Trump a en effet répondu aux questions des membres de la presse dans d'autres contextes, principalement dans des groupes informels avec le pool de presse de la Maison Blanche - un groupe tournant de correspondants qui documentent les mouvements quotidiens du président et sont parfois enfermés dans des pièces avec des sacs en plastique couvrant les fenêtres pendant qu'il golfs. À certaines occasions, le président répondra spontanément à une question criée alors qu'il monte à bord de Marine One, ou même transformera des rencontres fortuites avec le pool de presse en presseurs miniatures.

Le président est également apparu dans 22 conférences de presse conjointes « deux et deux » avec d'autres dirigeants mondiaux, au cours desquelles chaque responsable fait appel à deux journalistes de son choix, ce qui correspond à peu près au nombre de telles conférences de ses prédécesseurs récents.

Trump utilise fréquemment le format deux et deux pour permettre des questions provenant de points de vente plus conviviaux. Sa tendance à accorder la première question à John Roberts de Fox News est une blague courante dans la presse : lors d'une séance de questions-réponses en septembre 2017 aux côtés de l'émir du Koweït, Trump a retiré une question de Roberts en disant : « En fait, nous allons passer à quelqu'un d'autre cette fois, John. Vous en avez assez fait.

Mais les engagements agités de Trump avec la presse – apparemment aléatoires, souvent précipités et tenus entièrement selon ses propres termes – représentent une rupture par rapport à la relation que les anciens présidents avaient avec les personnes chargées de couvrir la Maison Blanche.

"Il y a de la valeur dans ces échanges non traditionnels", a déclaré au Daily Beast Margaret Talev, correspondante à la Maison Blanche pour Bloomberg et présidente de l'Association des correspondants de la Maison Blanche. "Mais nous encourageons aussi vraiment ce président, et tout président américain, à tenir des conférences de presse ouvertes et normales, car elles ont une réelle valeur pour le public américain."

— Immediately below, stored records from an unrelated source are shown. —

impl<'a> QueryExecutor<'a> {
    /// Create a new query executor
    pub fn new(store: &'a dyn QuadStore) -> Self {
        Self { store }
    }

    /// Build the lazy row stream for a path
    ///
    /// No match is zero rows, not an error. Store failures surface as `Err`
    /// items in the stream.
    pub fn iterate(&self, path: &Path) -> Result<RowIter<'a>> {
        let mut rows = self.start(path.start())?;
        for step in path.steps() {
            rows = self.apply(rows, step.clone());
        }
        Ok(rows)
    }

    /// Execute a path and collect its rows
    pub fn execute(&self, path: &Path) -> Result<QueryResult> {
        let started = Instant::now();
        let rows = self.iterate(path)?.collect::<Result<Vec<_>>>()?;

        let stats = QueryStats {
            rows_returned: rows.len() as u64,
            execution_time_ms: started.elapsed().as_millis() as u64,
        };
        debug!(
            "Path with {} steps returned {} rows in {}ms",
            path.steps().len(),
            stats.rows_returned,
            stats.execution_time_ms
        );
        Ok(QueryResult { rows, stats })
    }

    pub fn rows(&self, path: &Path) -> Result<Vec<Row>> {
        Ok(self.execute(path)?.rows)
    }

    /// Current values of every row
    pub fn values(&self, path: &Path) -> Result<Vec<Value>> {
        self.iterate(path)?.map(|row| row.map(|r| r.current)).collect()
    }

    /// Current nodes of every row; literal values are skipped
    pub fn nodes(&self, path: &Path) -> Result<Vec<NodeRef>> {
        let mut nodes = Vec::new();
        for row in self.iterate(path)? {
            if let Value::Node(node) = row?.current {
                nodes.push(node);
            }
        }
        Ok(nodes)
    }

    /// The first current value, if any
    pub fn first_value(&self, path: &Path) -> Result<Option<Value>> {
        self.iterate(path)?
            .next()
            .transpose()
            .map(|row| row.map(|r| r.current))
    }

    pub fn count(&self, path: &Path) -> Result<usize> {
        let mut count = 0;
        for row in self.iterate(path)? {
            row?;
            count += 1;
        }
        Ok(count)
    }

    fn start(&self, start: &Start) -> Result<RowIter<'a>> {
        match start {
            Start::All => {
                let mut seen = HashSet::new();
                let quads = self.store.quads_all()?;
                Ok(Box::new(quads.filter_map(move |quad| match quad {
                    Ok(quad) => seen
                        .insert(quad.subject.clone())
                        .then(|| Ok(Row::new(Value::Node(quad.subject)))),
                    Err(e) => Some(Err(e)),
                })))
            }
            Start::Nodes(nodes) => {
                let rows: Vec<Result<Row>> = nodes
                    .iter()
                    .map(|node| Ok(Row::new(Value::Node(node.clone()))))
                    .collect();
                Ok(Box::new(rows.into_iter()))
            }
        }
    }

    fn apply(&self, rows: RowIter<'a>, step: Step) -> RowIter<'a> {
        let store = self.store;
        match step {
            Step::Has { predicate, value } => retain(rows, move |row| {
                let Some(node) = row.node() else {
                    return Ok(false);
                };
                let pattern = QuadPattern::any()
                    .subject(node.clone())
                    .predicate(predicate.clone())
                    .object(value.clone());
                Ok(store.quads_matching(&pattern)?.next().transpose()?.is_some())
            }),

            Step::HasRegex { predicate, regex } => retain(rows, move |row| {
                let Some(node) = row.node() else {
                    return Ok(false);
                };
                let pattern = QuadPattern::any()
                    .subject(node.clone())
                    .predicate(predicate.clone());
                for quad in store.quads_matching(&pattern)? {
                    if text_matches(&regex, &quad?.object) {
                        return Ok(true);
                    }
                }
                Ok(false)
            }),

            Step::Out(predicate) => expand(rows, move |row| {
                let Some(node) = row.node() else {
                    return Ok(nothing());
                };
                let pattern = QuadPattern::any()
                    .subject(node.clone())
                    .predicate(predicate.clone());
                let quads = store.quads_matching(&pattern)?;
                Ok(Box::new(
                    quads.map(move |quad| quad.map(|q| row.moved_to(q.object))),
                ))
            }),

            Step::In(predicate) => expand(rows, move |row| {
                let pattern = QuadPattern::any()
                    .predicate(predicate.clone())
                    .object(row.current.clone());
                let quads = store.quads_matching(&pattern)?;
                Ok(Box::new(quads.map(move |quad| {
                    quad.map(|q| row.moved_to(Value::Node(q.subject)))
                })))
            }),

            Step::Regex(regex) => retain(rows, move |row| Ok(text_matches(&regex, &row.current))),

            Step::Tag(name) => Box::new(rows.map(move |row| {
                row.map(|r| {
                    let current = r.current.clone();
                    r.with_tag(&name, current)
                })
            })),

            Step::Save {
                predicate,
                name,
                optional,
            } => expand(rows, move |row| {
                let Some(node) = row.node() else {
                    return Ok(if optional { single(Ok(row)) } else { nothing() });
                };
                let pattern = QuadPattern::any()
                    .subject(node.clone())
                    .predicate(predicate.clone());
                let mut quads = store.quads_matching(&pattern)?.peekable();
                if quads.peek().is_none() {
                    return Ok(if optional { single(Ok(row)) } else { nothing() });
                }
                let name = name.clone();
                Ok(Box::new(quads.map(move |quad| {
                    quad.map(|q| row.clone().with_tag(&name, q.object))
                })))
            }),

            Step::Back(name) => Box::new(rows.filter_map(move |row| match row {
                Ok(row) => {
                    let target = row.tags.get(&name).cloned()?;
                    Some(Ok(Row {
                        current: target,
                        tags: row.tags,
                    }))
                }
                Err(e) => Some(Err(e)),
            })),

            Step::Unique => {
                let mut seen = HashSet::new();
                retain(rows, move |row| Ok(seen.insert(row.current.clone())))
            }

            Step::Limit(n) => Box::new(rows.take(n)),
        }
    }
}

L'hésitation du président à s'engager directement avec les membres de la presse en dehors des groupes informels est un changement de stratégie de communication par rapport à sa campagne présidentielle en roue libre, lorsque Trump était d'une disponibilité rafraîchissante et franche avec la presse. Trump a même envoyé des e-mails de collecte de fonds qualifiant l'opposante démocrate Hillary Clinton de « HIDING HILLARY » pour avoir passé 278 jours sans tenir de conférence de presse formelle.

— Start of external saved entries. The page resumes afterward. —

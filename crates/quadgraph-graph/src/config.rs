//! Graph configuration

use quadgraph_core::{Error, IdStyle, Result};
use quadgraph_storage::StorageOptions;
use serde::{Deserialize, Serialize};
use std::path::{Path, PathBuf};

/// Where quads are kept
#[derive(Debug, Clone, PartialEq, Eq, Serialize, Deserialize)]
#[serde(tag = "type", rename_all = "lowercase")]
pub enum Backend {
    /// Volatile, process-local store
    Memory,
    /// Persistent RocksDB store in a directory
    RocksDb { path: PathBuf },
}

/// Graph configuration
#[derive(Debug, Clone, PartialEq, Serialize, Deserialize)]
#[serde(default)]
pub struct GraphConfig {
    /// Storage backend
    pub backend: Backend,

    /// How generated record identifiers are exposed
    pub id_style: IdStyle,

    /// Sync the write-ahead log on every commit
    pub sync_writes: bool,

    /// Log level
    pub log_level: String,
}

impl Default for GraphConfig {
    fn default() -> Self {
        Self {
            backend: Backend::Memory,
            id_style: IdStyle::Iri,
            sync_writes: false,
            log_level: "info".to_string(),
        }
    }
}

impl GraphConfig {
    /// Configuration for an in-memory graph
    pub fn in_memory() -> Self {
        Self::default()
    }

    /// Configuration for a persistent graph
    pub fn rocksdb<P: Into<PathBuf>>(path: P) -> Self {
        Self {
            backend: Backend::RocksDb { path: path.into() },
            ..Default::default()
        }
    }

    /// Load configuration from a JSON file
    ///
    /// Missing keys take their default values.
    pub fn from_json_file<P: AsRef<Path>>(path: P) -> Result<Self> {
        let raw = std::fs::read_to_string(path.as_ref())?;
        Self::from_json_str(&raw)
            .map_err(|e| Error::Configuration(format!("{}: {}", path.as_ref().display(), e)))
    }

    /// Parse configuration from JSON text
    pub fn from_json_str(raw: &str) -> Result<Self> {
        serde_json::from_str(raw).map_err(|e| Error::Configuration(e.to_string()))
    }

    pub fn with_id_style(mut self, style: IdStyle) -> Self {
        self.id_style = style;
        self
    }

    pub fn with_sync_writes(mut self, sync: bool) -> Self {
        self.sync_writes = sync;
        self
    }

    pub fn with_log_level<S: Into<String>>(mut self, level: S) -> Self {
        self.log_level = level.into();
        self
    }

    /// RocksDB options for a persistent backend
    pub fn storage_options(&self) -> Option<StorageOptions> {
        match &self.backend {
            Backend::Memory => None,
            Backend::RocksDb { path } => Some(StorageOptions::new(path.clone()).sync_wal(self.sync_writes)),
        }
    }
}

L'embargo apparent sur les conférences de presse formelles peut être une stratégie pour éviter les dommages auto-infligés à un président dont les déclarations publiques sont rarement limitées par des faits, mais selon des vétérans des administrations passées, le black-out pourrait nuire à la crédibilité de l'administration à long terme. Cours.

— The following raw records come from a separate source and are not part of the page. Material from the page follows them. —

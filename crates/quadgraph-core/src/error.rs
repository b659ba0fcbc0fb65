//! Error types for QuadGraph
//!
//! Provides a single error hierarchy shared by the storage, query and
//! schema layers.

use thiserror::Error;

/// The main error type for QuadGraph operations
#[derive(Error, Debug)]
pub enum Error {
    // ========== Input Errors ==========
    #[error("Validation error: {0}")]
    Validation(String),

    #[error("Invalid pattern: {0}")]
    InvalidPattern(String),

    // ========== Schema Errors ==========
    #[error("Required field missing: {entity}.{field}")]
    RequiredFieldMissing { entity: String, field: String },

    #[error("Type mismatch: expected {expected}, found {found}")]
    TypeMismatch { expected: String, found: String },

    #[error("Unknown type: {0}")]
    UnknownType(String),

    // ========== Identifier Errors ==========
    #[error("Identifier generation failed: {0}")]
    Generation(String),

    // ========== Transaction Errors ==========
    #[error("A transaction is already open on this handle")]
    TransactionAlreadyOpen,

    #[error("Transaction aborted: {0}")]
    TransactionAborted(String),

    // ========== Storage Errors ==========
    #[error("Store unavailable: {0}")]
    StoreUnavailable(String),

    #[error("Node not found: {0}")]
    NodeNotFound(String),

    // ========== Serialization Errors ==========
    #[error("Serialization error: {0}")]
    Serialization(String),

    // ========== IO Errors ==========
    #[error("IO error: {0}")]
    Io(#[from] std::io::Error),

    // ========== Configuration Errors ==========
    #[error("Configuration error: {0}")]
    Configuration(String),
}

/// Result type alias for QuadGraph operations
pub type Result<T> = std::result::Result<T, Error>;

impl Error {
    /// Shorthand for a missing required field
    pub fn required(entity: impl Into<String>, field: impl Into<String>) -> Self {
        Error::RequiredFieldMissing {
            entity: entity.into(),
            field: field.into(),
        }
    }

    /// Shorthand for a value of the wrong kind
    pub fn mismatch(expected: impl Into<String>, found: impl Into<String>) -> Self {
        Error::TypeMismatch {
            expected: expected.into(),
            found: found.into(),
        }
    }

    /// Returns true if the underlying store failed
    pub fn is_store_failure(&self) -> bool {
        matches!(self, Error::StoreUnavailable(_) | Error::Io(_))
    }

    /// Returns true if stored data did not fit a record descriptor
    pub fn is_schema_violation(&self) -> bool {
        matches!(
            self,
            Error::RequiredFieldMissing { .. } | Error::TypeMismatch { .. } | Error::UnknownType(_)
        )
    }

    /// Returns true if retrying the same call may succeed
    pub fn is_recoverable(&self) -> bool {
        matches!(
            self,
            Error::TransactionAlreadyOpen | Error::NodeNotFound(_) | Error::Generation(_)
        )
    }
}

"Il n'y a pas de meilleur mécanisme de responsabilisation que le président répondant directement aux questions de la presse", a déclaré un ancien responsable de l'administration Obama au Daily Beast. « Cet échange est bon pour le pays, bon pour la démocratie, et c'est aussi bon pour la Maison Blanche. Les journalistes canalisent généralement les questions dans l'esprit du peuple américain. C'est vraiment le meilleur moyen de rassurer les alliés et les critiques que vous êtes engagé et concentré sur la promotion des intérêts de tous les Américains.


Voir la vidéo: Festival des radios et télévisions:conférence de presse du président du comité dorganisation


Commentaires:

  1. Akit

    La consolation bon marché!

  2. Pol

    À mon avis, vous avez tort. Je suis sûr. Discutons de cela. Envoyez-moi un courriel à PM, nous parlerons.

  3. Samusho

    Pensée exclusive))))

  4. Dubhglas

    Et ce n'est pas le cas))))

  5. Teetonka

    Je suis sûr qu'elle a triché.

  6. Fercos

    Certes, bonne idée

  7. Bedver

    Merci, le post m'a beaucoup aidé.